Iron is a highly abundant metal on earth and is vital for virtually all organisms. Despite its abundance, iron deficiency is the most prevalent nutrition disorder worldwide. It mostly affects infants, young children and women in developing countries. Iron deficiency has major health consequences such as infection, poor pregnancy outcome, and impaired physical and cognitive development. Several trials have shown that iron deficiency can be effectively controlled by both iron supplementation and fortification programmes. However, safety of iron supplementation has been questioned and there is evidence suggesting that untargeted oral iron supplementation in regions with high prevalence of malaria transmission and infectious diseases can cause an increase in infections, hospital admission and mortality in young children. This might be at least partly ascribed to iron also being an essential requirement for the growth of most bacterial species. Importantly, iron availability is frequently involved in the expression of virulence-associated properties in pathogenic bacteria:
Iron Availability Increases the Pathogenic Potential of Salmonella Typhimurium and Other Enteric Pathogens at the Intestinal Epithelial Interface. (2012) PLoS ONE 7(1): e29968. doi:10.1371/journal.pone.0029968
Recent trials have questioned the safety of untargeted oral iron supplementation in developing regions. Excess of luminal iron could select for enteric pathogens at the expense of beneficial commensals in the human gut microflora, thereby increasing the incidence of infectious diseases. The objective of the current study was to determine the effect of high iron availability on virulence traits of prevalent enteric pathogens at the host-microbe interface. A panel of enteric bacteria was cultured under iron-limiting conditions and in the presence of increasing concentrations of ferric citrate to assess the effect on bacterial growth, epithelial adhesion, invasion, translocation and epithelial damage in vitro. Translocation and epithelial integrity experiments were performed using a transwell system in which Caco-2 cells were allowed to differentiate to a tight epithelial monolayer mimicking the intestinal epithelial barrier. Growth of Salmonella typhimurium and other enteric pathogens was increased in response to iron.

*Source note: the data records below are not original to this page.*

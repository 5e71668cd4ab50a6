use std::collections::BTreeMap;
use std::fmt;

use serde::Serialize;

use crate::model::Value;
use crate::parser::names::{fold_identifier, normalize_identifier, normalize_session_var};

/// State of one session variable.
#[derive(Debug, Clone, PartialEq, Serialize)]
#[serde(rename_all = "snake_case", tag = "state", content = "value")]
pub enum SessionValue {
    /// Set to a concrete value.
    Known(Value),
    /// Set to NULL.
    Unknown,
    /// Never set. Reads as NULL, like `current_setting(name, true)`.
    Unset,
}

impl fmt::Display for SessionValue {
    fn fmt(&self, f: &mut fmt::Formatter<'_>) -> fmt::Result {
        match self {
            SessionValue::Known(v) => write!(f, "{v}"),
            SessionValue::Unknown => f.write_str("NULL"),
            SessionValue::Unset => f.write_str("unset"),
        }
    }
}

static UNSET: SessionValue = SessionValue::Unset;

/// Immutable session state handed to every evaluation.
#[derive(Debug, Clone, Default, PartialEq, Serialize)]
pub struct SessionContext {
    vars: BTreeMap<String, SessionValue>,
    role: Option<String>,
}

impl SessionContext {
    /// Empty context: every variable unset, no role.
    pub fn new() -> Self {
        Self::default()
    }

    /// Build from a `{name: value|null}` map; `null` means UNKNOWN.
    pub fn from_values(values: &BTreeMap<String, Value>) -> Self {
        values
            .iter()
            .fold(Self::new(), |ctx, (name, value)| ctx.with_value(name, value.clone()))
    }

    /// Parse `k=v,k2=null` as accepted by `simulate --context`.
    pub fn parse_assignments(text: &str) -> Result<Self, String> {
        let mut ctx = Self::new();
        for entry in text.split(',').map(str::trim).filter(|e| !e.is_empty()) {
            let Some((name, raw)) = entry.split_once('=') else {
                return Err(format!("expected `name=value`, found `{entry}`"));
            };
            if name.trim().is_empty() {
                return Err(format!("empty variable name in `{entry}`"));
            }
            ctx = ctx.with_value(name, Value::parse_loose(raw));
        }
        Ok(ctx)
    }

    /// Copy with `name` set; `Value::Null` records UNKNOWN.
    pub fn with_value(mut self, name: &str, value: Value) -> Self {
        let state = if value.is_null() {
            SessionValue::Unknown
        } else {
            SessionValue::Known(value)
        };
        self.vars.insert(normalize_session_var(name), state);
        self
    }

    /// Copy with `name` set to UNKNOWN.
    pub fn with_unknown(self, name: &str) -> Self {
        self.with_value(name, Value::Null)
    }

    /// Copy with the active role set.
    pub fn with_role(mut self, role: &str) -> Self {
        self.role = Some(normalize_identifier(role));
        self
    }

    /// State of `name`.
    pub fn get(&self, name: &str) -> &SessionValue {
        self.vars.get(&normalize_session_var(name)).unwrap_or(&UNSET)
    }

    /// Value of `name` as seen by an expression; UNKNOWN and unset read as NULL.
    pub fn lookup(&self, name: &str) -> Value {
        match self.get(name) {
            SessionValue::Known(v) => v.clone(),
            SessionValue::Unknown | SessionValue::Unset => Value::Null,
        }
    }

    /// Active role, if any.
    pub fn role(&self) -> Option<&str> {
        self.role.as_deref()
    }

    /// Explicitly set variables.
    pub fn vars(&self) -> &BTreeMap<String, SessionValue> {
        &self.vars
    }

    /// Render as `k=v,...`, the inverse of [`SessionContext::parse_assignments`].
    /// Unset variables are omitted.
    pub fn to_assignments(&self) -> String {
        self.vars
            .iter()
            .filter_map(|(name, state)| match state {
                SessionValue::Known(Value::Text(s)) => {
                    if Value::parse_loose(s) == Value::Text(s.clone()) {
                        Some(format!("{name}={s}"))
                    } else {
                        Some(format!("{name}='{s}'"))
                    }
                }
                SessionValue::Known(v) => Some(format!("{name}={v}")),
                SessionValue::Unknown => Some(format!("{name}=null")),
                SessionValue::Unset => None,
            })
            .collect::<Vec<_>>()
            .join(",")
    }
}

/// A candidate row: column name to value. Missing columns read as NULL.
pub type Row = BTreeMap<String, Value>;

/// Normalize the column keys of a row.
pub fn normalize_row(row: &BTreeMap<String, Value>) -> Row {
    row.iter()
        .map(|(k, v)| (fold_identifier(k), v.clone()))
        .collect()
}

/// Rows supplied for each table, visible to correlated subqueries.
#[derive(Debug, Clone, Default, PartialEq)]
pub struct Dataset {
    tables: BTreeMap<String, Vec<Row>>,
}

impl Dataset {
    /// Empty dataset.
    pub fn new() -> Self {
        Self::default()
    }

    /// Copy with `rows` appended to `table`.
    pub fn with_rows(mut self, table: &str, rows: Vec<Row>) -> Self {
        self.insert(table, rows);
        self
    }

    /// Append rows to `table`.
    pub fn insert(&mut self, table: &str, rows: Vec<Row>) {
        self.tables
            .entry(crate::parser::names::normalize_relation_name(table))
            .or_default()
            .extend(rows.iter().map(normalize_row));
    }

    /// Rows of `table`; empty when none were supplied.
    pub fn rows(&self, table: &str) -> &[Row] {
        self.tables.get(table).map(Vec::as_slice).unwrap_or_default()
    }
}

Adhesion of S. typhimurium to epithelial cells markedly increased when these bacteria were pre-incubated with increasing iron concentration), whereas this was not the case for the non-pathogenic Lactobacillus plantarum. Cellular invasion and epithelial translocation of S. typhimurium followed the trend of increased adhesion. Epithelial damage was increased upon incubation with S. typhimurium or Citrobacter freundii that were pre-incubated under iron-rich conditions. In conclusion, our data fit with the consensus that oral iron supplementation is not without risk as iron could, in addition to inducing pathogenic overgrowth, also increase the virulence of prevalent enteric pathogens.